Comparison of image driven direct numerical simulations to 4D flow MRI in congenital heart disease

The advent of advanced medical imaging and computational techniques has significantly enhanced our ability to analyze and understand complex intracardiac flow phenomena, especially within the right ventricle (RV), which has a more intricate geometry and wall motion. The high temporal and spatial resolution in image-driven direct numerical simulations (DNS) provide more detailed insights into intracardiac flow patterns compared to four-dimensional magnetic resonance imaging (4D-MRI), which offers lower resolution imaging of blood flow. These insights can eventually provide reliable biomarkers for monitoring the evolution of postoperative morbidities and the timing of surgeries, particularly in congenital heart disease (CHD).
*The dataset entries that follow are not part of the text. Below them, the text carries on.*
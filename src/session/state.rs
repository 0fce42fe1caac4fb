//! Session state transitions, kept free of any runtime so the render-loop
//! decisions can be checked in isolation.

use crate::runtime::SessionState;

/// Render-loop outcome of one event pump. Reset at the start of every
/// [`crate::Session::get_next_frame`] call.
#[derive(Debug, Clone, Copy, PartialEq, Eq, Default)]
pub struct LoopControl {
    pub exit_render_loop: bool,
    pub request_restart: bool,
}

/// Runtime call the session must issue in response to a state change.
#[derive(Debug, Clone, Copy, PartialEq, Eq)]
pub enum SessionCommand {
    Begin,
    End,
}

/// The events a session reacts to. Anything else arrives as `Ignored`.
#[derive(Debug, Clone, Copy, PartialEq, Eq)]
pub enum SessionEvent {
    StateChanged(SessionState),
    InstanceLossPending,
    Ignored,
}

#[derive(Debug, Clone, Copy, PartialEq, Eq)]
pub struct Transition {
    pub state: SessionState,
    pub control: LoopControl,
    pub command: Option<SessionCommand>,
    /// Set when no further events may be processed during this pump.
    pub stop_processing: bool,
}

pub fn transition(state: SessionState, control: LoopControl, event: SessionEvent) -> Transition {
    let unchanged = Transition {
        state,
        control,
        command: None,
        stop_processing: false,
    };

    match event {
        SessionEvent::InstanceLossPending => Transition {
            control: LoopControl {
                exit_render_loop: true,
                request_restart: false,
            },
            stop_processing: true,
            ..unchanged
        },
        SessionEvent::Ignored => unchanged,
        SessionEvent::StateChanged(next) => {
            let mut outcome = Transition {
                state: next,
                ..unchanged
            };
            match next {
                SessionState::Ready => outcome.command = Some(SessionCommand::Begin),
                SessionState::Stopping => outcome.command = Some(SessionCommand::End),
                SessionState::Exiting => {
                    outcome.control = LoopControl {
                        exit_render_loop: true,
                        request_restart: false,
                    };
                }
                SessionState::LossPending => {
                    outcome.control = LoopControl {
                        exit_render_loop: true,
                        request_restart: true,
                    };
                }
                _ => {}
            }
            outcome
        }
    }
}

/// Result of feeding a whole event sequence through [`transition`].
#[derive(Debug, Clone, PartialEq, Eq, Default)]
pub struct Replay {
    pub state: SessionState,
    pub control: LoopControl,
    pub commands: Vec<SessionCommand>,
    pub processed: usize,
}

/// Applies `events` in order starting from `initial`, stopping early where a
/// real pump would.
pub fn replay(initial: SessionState, events: impl IntoIterator<Item = SessionEvent>) -> Replay {
    let mut replay = Replay {
        state: initial,
        ..Replay::default()
    };
    for event in events {
        let step = transition(replay.state, replay.control, event);
        replay.state = step.state;
        replay.control = step.control;
        replay.commands.extend(step.command);
        replay.processed += 1;
        if step.stop_processing {
            break;
        }
    }
    replay
}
Despite these advantages, computational models may suffer from various uncertainties, including reconstructed motion and boundary conditions. These uncertainties often limit DNS's ability to accurately capture the diastolic filling of the RV, a critical aspect of understanding CHD's fluid dynamics. To address this, we propose a computational workflow that adjusts the reconstructed motion of the RV to maintain mass conservation, thereby improving the representation of diastolic filling. We compare qualitative and quantitative results based on healthy cases against both 4D-MRI and DNS results obtained with non-adjusted RV reconstruction, demonstrating the potential for enhanced accuracy.